While most of our religious discussions have piggy-backed discussions about my late mother and where she is, my eldest, now six, is entering the time of life when fellow class members begin formal religious education, and what I truly dread, the beginning of communion season. I'm sure my oldest would sell her soul to the devil to get to wear a white, frilly dress, and princess-like headgear of some sort and the mere thought of explaining this event to her makes my head hurt. We're going to my cousin's baptism this weekend and I am already doing a thesis-worthy amount of research in order to be prepared to answer questions like, "What is church?" Awful, isn't it? My kids don't even know what a church is. Never mind God. I think I'm going to need a Xanax...
Faith has really taken a backseat in modern life, for most of our yuppie crowd. Sure, most of us were raised in some sort of organized religion, but it seems, more and more couples I know are religion shopping. And when that proves to daunting, many of them return to the religion of their youth. Trust me, it is tempting. Hubby and I briefly considered it after watching a movie about an Irish Catholic family the other night and what we distilled out of our discussion and almost-return to the church, was that we miss the shared traditions, not the theology. We are sad our children won't know how bad your first communion wafer actually tastes, after months of preparation and anticipation. They won't experience the butterflies in their stomachs waiting in line for confession to rattle off your lame little list of seven year old's wrong doings, one of which was lying as you had to make up some of your sins to add to your pathetic tally so you didn't feel like you were wasting Father Flagherty's time with only, "I disobeyed my parents." The hardness of the kneelers, the lame music, how weird we all look on Ash Wednesday, all of this is a shared experience among my family and my kids will have no idea.
So we did not wind up running over to Saint Luke's the next morning to have our kids dunked, but I am still at a loss in the religion department. I am jealous of people who have a faith the were born into and actually serves their needs. I envy people, like my aunt, who can give things over to God in hard times and lean on their faith to get them through.
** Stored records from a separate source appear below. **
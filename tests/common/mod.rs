// Copyright (c) 2025 Erick Bourgeois, firestoned
// SPDX-License-Identifier: MIT

// Common test utilities for integration tests

#![allow(dead_code)]

use async_trait::async_trait;
use futures::channel::mpsc;
use futures::StreamExt;
use k8s_openapi::api::core::v1::{Endpoints, Pod, Service, ServicePort, ServiceSpec};
use k8s_openapi::apimachinery::pkg::apis::meta::v1::ObjectMeta;
use kube::{
    api::{Api, DeleteParams, PostParams},
    client::Client,
};
use kubedns::dns_errors::SourceError;
use kubedns::mirror::MirrorSources;
use kubedns::source::{ListWatch, ObjectSnapshot, WatchEvent, WatchStream};
use std::sync::{Arc, Mutex};
use std::time::Duration;

/// Get a Kubernetes client or skip the test if not in a cluster
pub async fn get_kube_client_or_skip() -> Option<Client> {
    match Client::try_default().await {
        Ok(client) => Some(client),
        Err(e) => {
            eprintln!("Skipping integration test: not running in Kubernetes cluster: {e}");
            None
        }
    }
}

/// Create a test namespace
pub async fn create_test_namespace(
    client: &Client,
    name: &str,
) -> Result<(), Box<dyn std::error::Error>> {
    let namespaces: Api<k8s_openapi::api::core::v1::Namespace> = Api::all(client.clone());

    let ns = k8s_openapi::api::core::v1::Namespace {
        metadata: ObjectMeta {
            name: Some(name.to_string()),
            labels: Some(
                [
                    ("test".to_string(), "integration".to_string()),
                    ("managed-by".to_string(), "kubedns-test".to_string()),
                ]
                .into(),
            ),
            ..Default::default()
        },
        ..Default::default()
    };

    match namespaces.create(&PostParams::default(), &ns).await {
        Ok(_) => {
            println!("Created test namespace: {name}");
            Ok(())
        }
        Err(kube::Error::Api(ae)) if ae.code == 409 => {
            println!("Test namespace already exists: {name}");
            Ok(())
        }
        Err(e) => Err(Box::new(e)),
    }
}

/// Cleanup test namespace
pub async fn cleanup_test_namespace(
    client: &Client,
    name: &str,
) -> Result<(), Box<dyn std::error::Error>> {
    let namespaces: Api<k8s_openapi::api::core::v1::Namespace> = Api::all(client.clone());

    match namespaces.delete(name, &DeleteParams::default()).await {
        Ok(_) => {
            println!("Deleted test namespace: {name}");
            Ok(())
        }
        Err(kube::Error::Api(ae)) if ae.code == 404 => {
            println!("Test namespace already deleted: {name}");
            Ok(())
        }
        Err(e) => Err(Box::new(e)),
    }
}

/// Build a Service with a cluster IP and TCP ports
pub fn service(namespace: &str, name: &str, cluster_ip: &str, ports: &[i32]) -> Service {
    Service {
        metadata: ObjectMeta {
            name: Some(name.to_string()),
            namespace: Some(namespace.to_string()),
            resource_version: Some("1".to_string()),
            ..Default::default()
        },
        spec: Some(ServiceSpec {
            cluster_ip: Some(cluster_ip.to_string()),
            ports: Some(
                ports
                    .iter()
                    .map(|port| ServicePort {
                        port: *port,
                        protocol: Some("TCP".to_string()),
                        ..Default::default()
                    })
                    .collect(),
            ),
            ..Default::default()
        }),
        status: None,
    }
}

/// Scripted List+Watch source.
///
/// `list` returns the current objects; events pushed with [`push`](Self::push)
/// are delivered to the most recently opened watch.
pub struct ScriptedSource<K> {
    objects: Mutex<(Vec<K>, String)>,
    watchers: Mutex<Vec<mpsc::UnboundedSender<Result<WatchEvent<K>, SourceError>>>>,
}

impl<K: Clone + Send + Sync + 'static> ScriptedSource<K> {
    pub fn new(objects: Vec<K>) -> Arc<Self> {
        Arc::new(Self {
            objects: Mutex::new((objects, "1".to_string())),
            watchers: Mutex::new(Vec::new()),
        })
    }

    /// Replace what the next List returns, without emitting events
    pub fn reset(&self, objects: Vec<K>, resource_version: &str) {
        *self.objects.lock().unwrap() = (objects, resource_version.to_string());
    }

    pub fn push(&self, event: WatchEvent<K>) {
        if let Some(sender) = self.watchers.lock().unwrap().last() {
            let _ = sender.unbounded_send(Ok(event));
        }
    }

    pub fn has_watch(&self) -> bool {
        !self.watchers.lock().unwrap().is_empty()
    }
}

#[async_trait]
impl<K: Clone + Send + Sync + 'static> ListWatch<K> for ScriptedSource<K> {
    async fn list(&self) -> Result<ObjectSnapshot<K>, SourceError> {
        let (items, resource_version) = self.objects.lock().unwrap().clone();
        Ok(ObjectSnapshot {
            items,
            resource_version,
        })
    }

    async fn watch(&self, _resource_version: &str) -> Result<WatchStream<K>, SourceError> {
        let (sender, receiver) = mpsc::unbounded();
        self.watchers.lock().unwrap().push(sender);
        Ok(receiver.boxed())
    }
}

/// Scripted sources for every mirrored kind
pub struct ScriptedCluster {
    pub services: Arc<ScriptedSource<Service>>,
    pub endpoints: Arc<ScriptedSource<Endpoints>>,
    pub pods: Arc<ScriptedSource<Pod>>,
}

impl ScriptedCluster {
    pub fn with_services(services: Vec<Service>) -> Self {
        Self {
            services: ScriptedSource::new(services),
            endpoints: ScriptedSource::new(Vec::new()),
            pods: ScriptedSource::new(Vec::new()),
        }
    }

    pub fn sources(&self) -> MirrorSources {
        MirrorSources {
            services: self.services.clone(),
            endpoints: self.endpoints.clone(),
            pods: self.pods.clone(),
        }
    }
}

/// Poll `condition` every few milliseconds until it holds or `timeout` elapses
pub async fn eventually<F: FnMut() -> bool>(timeout: Duration, mut condition: F) -> bool {
    let deadline = tokio::time::Instant::now() + timeout;
    while tokio::time::Instant::now() < deadline {
        if condition() {
            return true;
        }
        tokio::time::sleep(Duration::from_millis(10)).await;
    }
    condition()
}
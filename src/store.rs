// Copyright (c) 2025 Erick Bourgeois, firestoned
// SPDX-License-Identifier: MIT

//! Indexed in-memory table of Kubernetes objects of a single kind.
//!
//! A [`ResourceStore`] is written by exactly one [`Reflector`](crate::reflector::Reflector)
//! and read by any number of query tasks. Objects are keyed by [`ObjectKey`]
//! (namespace + name) and stored behind `Arc` so readers can hold on to them
//! without copying or holding the lock.
//!
//! Whole-table replacement (after a full List) builds the new table before taking
//! the write lock, so readers observe either the previous snapshot or the new one.

use kube::{Resource, ResourceExt};
use std::collections::BTreeMap;
use std::fmt;
use std::sync::{Arc, PoisonError, RwLock, RwLockReadGuard, RwLockWriteGuard};

/// Unique key of an object within a store.
///
/// Cluster-scoped objects use the empty namespace.
#[derive(Debug, Clone, PartialEq, Eq, Hash, PartialOrd, Ord)]
pub struct ObjectKey {
    /// Namespace of the object (empty for cluster-scoped objects)
    pub namespace: String,
    /// Name of the object
    pub name: String,
}

impl ObjectKey {
    /// Create a key from namespace and name.
    pub fn new(namespace: impl Into<String>, name: impl Into<String>) -> Self {
        Self {
            namespace: namespace.into(),
            name: name.into(),
        }
    }

    /// Extract the key of a Kubernetes object from its metadata.
    #[must_use]
    pub fn from_resource<K: Resource>(obj: &K) -> Self {
        Self::new(obj.namespace().unwrap_or_default(), obj.name_any())
    }
}

impl fmt::Display for ObjectKey {
    fn fmt(&self, f: &mut fmt::Formatter<'_>) -> fmt::Result {
        if self.namespace.is_empty() {
            write!(f, "{}", self.name)
        } else {
            write!(f, "{}/{}", self.namespace, self.name)
        }
    }
}

type Table<K> = BTreeMap<ObjectKey, Arc<K>>;

/// Thread-safe store of objects of kind `K`.
///
/// Cloning a store is cheap and yields a handle to the same table.
pub struct ResourceStore<K> {
    kind: &'static str,
    table: Arc<RwLock<Table<K>>>,
}

impl<K> Clone for ResourceStore<K> {
    fn clone(&self) -> Self {
        Self {
            kind: self.kind,
            table: Arc::clone(&self.table),
        }
    }
}

impl<K> fmt::Debug for ResourceStore<K> {
    fn fmt(&self, f: &mut fmt::Formatter<'_>) -> fmt::Result {
        f.debug_struct("ResourceStore")
            .field("kind", &self.kind)
            .field("len", &self.len())
            .finish()
    }
}

impl<K> ResourceStore<K> {
    /// Create an empty store for the given resource kind.
    #[must_use]
    pub fn new(kind: &'static str) -> Self {
        Self {
            kind,
            table: Arc::new(RwLock::new(BTreeMap::new())),
        }
    }

    /// Resource kind held by this store.
    #[must_use]
    pub fn kind(&self) -> &'static str {
        self.kind
    }

    // A panic while holding the lock cannot leave a half-applied entry behind
    // (every write is a single map operation or a whole-table swap), so a
    // poisoned lock is still safe to use.
    fn read(&self) -> RwLockReadGuard<'_, Table<K>> {
        self.table.read().unwrap_or_else(PoisonError::into_inner)
    }

    fn write(&self) -> RwLockWriteGuard<'_, Table<K>> {
        self.table.write().unwrap_or_else(PoisonError::into_inner)
    }

    /// Remove the object with the given key. Absent keys are ignored.
    ///
    /// Returns `true` if an object was removed.
    pub fn delete(&self, namespace: &str, name: &str) -> bool {
        self.write()
            .remove(&ObjectKey::new(namespace, name))
            .is_some()
    }

    /// Point lookup by namespace and name.
    #[must_use]
    pub fn get(&self, namespace: &str, name: &str) -> Option<Arc<K>> {
        self.read().get(&ObjectKey::new(namespace, name)).cloned()
    }

    /// All objects in one namespace, ordered by name.
    #[must_use]
    pub fn list_by_namespace(&self, namespace: &str) -> Vec<Arc<K>> {
        self.read()
            .range(ObjectKey::new(namespace, "")..)
            .take_while(|(key, _)| key.namespace == namespace)
            .map(|(_, obj)| Arc::clone(obj))
            .collect()
    }

    /// All objects in the store, ordered by namespace then name.
    #[must_use]
    pub fn list(&self) -> Vec<Arc<K>> {
        self.read().values().cloned().collect()
    }

    /// Number of objects currently stored.
    #[must_use]
    pub fn len(&self) -> usize {
        self.read().len()
    }

    /// Whether the store holds no objects.
    #[must_use]
    pub fn is_empty(&self) -> bool {
        self.read().is_empty()
    }
}

impl<K: Resource> ResourceStore<K> {
    /// Insert `obj`, replacing any object with the same key.
    ///
    /// Returns the replaced object, if any.
    pub fn upsert(&self, obj: K) -> Option<Arc<K>> {
        let key = ObjectKey::from_resource(&obj);
        self.write().insert(key, Arc::new(obj))
    }

    /// Atomically replace the whole table with `objects`.
    ///
    /// If the snapshot contains duplicate keys, the last occurrence wins.
    pub fn replace_all(&self, objects: impl IntoIterator<Item = K>) {
        let fresh: Table<K> = objects
            .into_iter()
            .map(|obj| (ObjectKey::from_resource(&obj), Arc::new(obj)))
            .collect();

        let stale = std::mem::replace(&mut *self.write(), fresh);
        drop(stale);
    }
}

#[cfg(test)]
#[path = "store_tests.rs"]
mod store_tests;
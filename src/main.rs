// Copyright (c) 2025 Erick Bourgeois, firestoned
// SPDX-License-Identifier: MIT

use anyhow::{Context, Result};
use clap::Parser;
use kube::Client;
use kubedns::{
    admin::{self, AdminState},
    config::Config,
    constants::DEFAULT_ZONE,
    mirror::ClusterMirror,
    resolver::ResolutionEngine,
};
use std::net::SocketAddr;
use std::path::PathBuf;
use std::sync::Arc;
use std::time::Duration;
use tracing::{debug, error, info, warn};

/// Time allowed for the admin server to drain after shutdown
const ADMIN_DRAIN_TIMEOUT: Duration = Duration::from_secs(5);

/// Kubernetes service discovery backend for DNS servers
#[derive(Parser, Debug)]
#[command(name = "kubedns", version, about)]
struct Cli {
    /// Path to a YAML configuration file
    #[arg(short, long, env = "KUBEDNS_CONFIG")]
    config: Option<PathBuf>,

    /// Zone to serve (repeatable); overrides the zones of the configuration file
    #[arg(long = "zone")]
    zones: Vec<String>,

    /// Namespace to serve (repeatable); overrides the namespace allow-list
    #[arg(long = "namespace")]
    namespaces: Vec<String>,

    /// Label template, e.g. `${service}.${namespace}.${zone}`
    #[arg(long)]
    template: Option<String>,

    /// Seconds between full re-lists
    #[arg(long)]
    resync_period_secs: Option<u64>,

    /// Mirror only this namespace
    #[arg(long)]
    watch_namespace: Option<String>,

    /// Label selector applied to List and Watch calls
    #[arg(long)]
    label_selector: Option<String>,

    /// Listen address of the admin HTTP server
    #[arg(long)]
    admin_addr: Option<SocketAddr>,
}

impl Cli {
    /// Load the configuration file (if any) and apply command-line overrides.
    fn load_config(&self) -> Result<Config> {
        let mut config = match &self.config {
            Some(path) => Config::from_file(path)
                .with_context(|| format!("Failed to load configuration from {}", path.display()))?,
            None => Config::default(),
        };

        if !self.zones.is_empty() {
            config.zones.clone_from(&self.zones);
        }
        if !self.namespaces.is_empty() {
            config.namespaces = Some(self.namespaces.clone());
        }
        if let Some(template) = &self.template {
            config.template.clone_from(template);
        }
        if let Some(secs) = self.resync_period_secs {
            config.resync_period_secs = secs;
        }
        if self.watch_namespace.is_some() {
            config.watch_namespace.clone_from(&self.watch_namespace);
        }
        if self.label_selector.is_some() {
            config.label_selector.clone_from(&self.label_selector);
        }
        if let Some(addr) = self.admin_addr {
            config.admin_addr = addr;
        }

        Ok(config)
    }
}

fn main() -> Result<()> {
    let cli = Cli::parse();

    // Build Tokio runtime with custom thread names
    let runtime = tokio::runtime::Builder::new_multi_thread()
        .thread_name("kubedns")
        .enable_all()
        .build()?;

    runtime.block_on(async_main(cli))
}

async fn async_main(cli: Cli) -> Result<()> {
    // Initialize logging with custom format
    // Format: timestamp file:line LEVEL message
    //
    // Respects RUST_LOG environment variable if set, otherwise defaults to INFO level
    // Example: RUST_LOG=debug kubedns --zone cluster.local
    //
    // Respects RUST_LOG_FORMAT environment variable for output format
    // Example: RUST_LOG_FORMAT=json kubedns
    let env_filter = tracing_subscriber::EnvFilter::try_from_default_env()
        .unwrap_or_else(|_| tracing_subscriber::EnvFilter::new("info"));

    let log_format = std::env::var("RUST_LOG_FORMAT").unwrap_or_else(|_| "text".to_string());

    match log_format.to_lowercase().as_str() {
        "json" => {
            tracing_subscriber::fmt()
                .with_env_filter(env_filter)
                .with_file(true)
                .with_line_number(true)
                .with_thread_names(true)
                .with_target(false)
                .json()
                .init();
        }
        _ => {
            tracing_subscriber::fmt()
                .with_env_filter(env_filter)
                .with_file(true)
                .with_line_number(true)
                .with_thread_names(true)
                .with_target(false)
                .with_ansi(true)
                .compact()
                .init();
        }
    }

    info!("Starting kubedns");

    let config = cli.load_config()?;
    let zones = config
        .zone_config(&[DEFAULT_ZONE.to_string()])
        .context("Invalid zone configuration")?;
    let mirror_config = config.mirror_config();
    info!(
        zones = ?zones.zones(),
        namespaces = ?zones.namespaces(),
        template = %zones.template(),
        resync_period = ?mirror_config.resync_period,
        "Configuration loaded"
    );

    debug!("Initializing Kubernetes client");
    let client = Client::try_default()
        .await
        .context("Failed to create Kubernetes client")?;
    debug!("Kubernetes client initialized successfully");

    let mirror = Arc::new(ClusterMirror::from_client(client, &mirror_config));
    mirror.run();

    let engine = Arc::new(ResolutionEngine::new(Arc::clone(&mirror), zones));
    let admin_server = tokio::spawn(admin::serve(config.admin_addr, AdminState::new(engine)));

    let mut stopped = mirror.shutdown_signal();
    tokio::select! {
        result = tokio::signal::ctrl_c() => {
            result.context("Failed to listen for ctrl-c")?;
            info!("Received SIGINT, initiating graceful shutdown");
        }
        result = wait_for_sigterm() => {
            result?;
            info!("Received SIGTERM (pod termination), initiating graceful shutdown");
        }
        () = stopped.wait() => {
            info!("Shutdown requested through admin server");
        }
    }

    if let Err(e) = mirror.stop() {
        debug!(error = %e, "Mirror already stopping");
    }

    match tokio::time::timeout(ADMIN_DRAIN_TIMEOUT, admin_server).await {
        Ok(Ok(Ok(()))) => {}
        Ok(Ok(Err(e))) => error!(error = %e, "Admin server failed"),
        Ok(Err(e)) => error!(error = %e, "Admin server task panicked"),
        Err(_) => warn!("Admin server did not stop in time"),
    }

    info!("Graceful shutdown completed successfully");
    Ok(())
}

/// Resolve on SIGTERM; never resolves on platforms without it.
async fn wait_for_sigterm() -> Result<()> {
    #[cfg(unix)]
    {
        use tokio::signal::unix::{signal, SignalKind};
        let mut sigterm =
            signal(SignalKind::terminate()).context("Failed to install SIGTERM handler")?;
        sigterm.recv().await;
        Ok(())
    }
    #[cfg(not(unix))]
    {
        std::future::pending::<()>().await;
        Ok(())
    }
}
Piety like that is frowned upon and sneered at among the over-educated as a lack of probative intelligence, to believe in a something you can't see, or follow a religion that doesn't make you feel like every little thing you do in life is great. Struggling with the nature of forgiveness in my life recently, it would have been nice to have an impartial third party, like a priest to talk to. But maybe that's what our therapists are now. Priests, minus the collars. And the pedophilia.
I have no answers readers, perhaps you have some for me. But I really want to find a way to get God back into our lives, at least so we can thank him/her for all we have. But for now I have to find a four-to-six-year-old-accessible explanation of original sin.